Synthesis, X-ray diffraction and anti-proliferative biological activity of hispolon derivatives and their (η6-p-cymene)(Hispolonato)Ruthenium[II] chloride complexes

Hispolon is a natural product extracted from Phellinus igniarius and Phellinus linteus fungi that has previously shown antitumor activity. In this study we present the synthesis, chemical characterization and in vitro antiproliferative activity of three [(eta(6)-p-cymene)Ru(L)Cl] neutral complexes, where L = hispolon derivatives. The single crystal X-ray structures of the three Ru complexes all have the expected piano stool geometry with the p-cymene ligand at the apex of the piano stool and occupying three of the sites in a distorted-octahedral arrangement.
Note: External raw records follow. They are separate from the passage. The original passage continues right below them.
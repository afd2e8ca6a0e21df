//! Both ends of a proximity session.
//!
//! [device] and [reader] cover engagement up to the point a transport is needed.
//! [session::Session] takes over from there.
pub mod authentication;
pub mod cipher;
pub mod device;
pub mod reader;
pub mod session;

pub use session::{Received, Session, SessionState};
Completing the octahedral coordination sphere are two beta-diketone oxygen atoms of the deprotonated hispolon derivatives which are coordinated in a bidentate fashion and a chlorine atom. The cytotoxicity of the three hispolon derivatives along with their corresponding complexes was studied for A549 lung, HCT116 colon and U87 glioblastoma cell lines. In the glioblastoma cell line, increase of biological activity (lower IC50) is seen for all three hispolons after arene-ruthenium complexation: 5.1 times higher for 2,3,4-trimethoxy-hispolon (Hisp8), and 1.5 times for both 3-methoxy,4-hydroxy-hispolon (Hisp1) and 3,4-dimethoxy-hispolon (Hisp4). This effect was less pronounced in the colon HCT116 cell line with complexation having 1.2-1.4 times higher biological activity. For the lung cell line A549, there was no such effect and complex formation slightly decreased the biological activity. Regardless, in the glioblastoma cell line, the presence of Hisp8, the most liposoluble agent, either as the pure compound or as ligand in the eta(6)-p-cymene-Ru complex, proved effective as an antitumor agent. More specifically, the [(eta(6)-p-cymene)Ru(Flisp8)Cl] complex showed a decrease in IC50 value for all 3 cell lines, when compared to Hisp8. We also performed molecular mechanics, DFT and docking calculations to determine the inhibitory ability of hispolon analogs towards aldehyde dehydrogenase, which targets glioblastoma stem cells. All three [(eta(6)-p-cymene)Ru(Hisp)Cl] coordination complexes of hispolon derivatives are more effective than the related neutral hispolons in the U87 MG human glioblastoma cell line. Our computational studies clearly indicate an important role for aldehyde dehydrogenase Arg139 amino acid. In addition, computational results indicate hispolonato anions are much better inhibitors of aldehyde dehydmgenase and improve the anti-glioblastoma biological activity, consistent with IC50 data.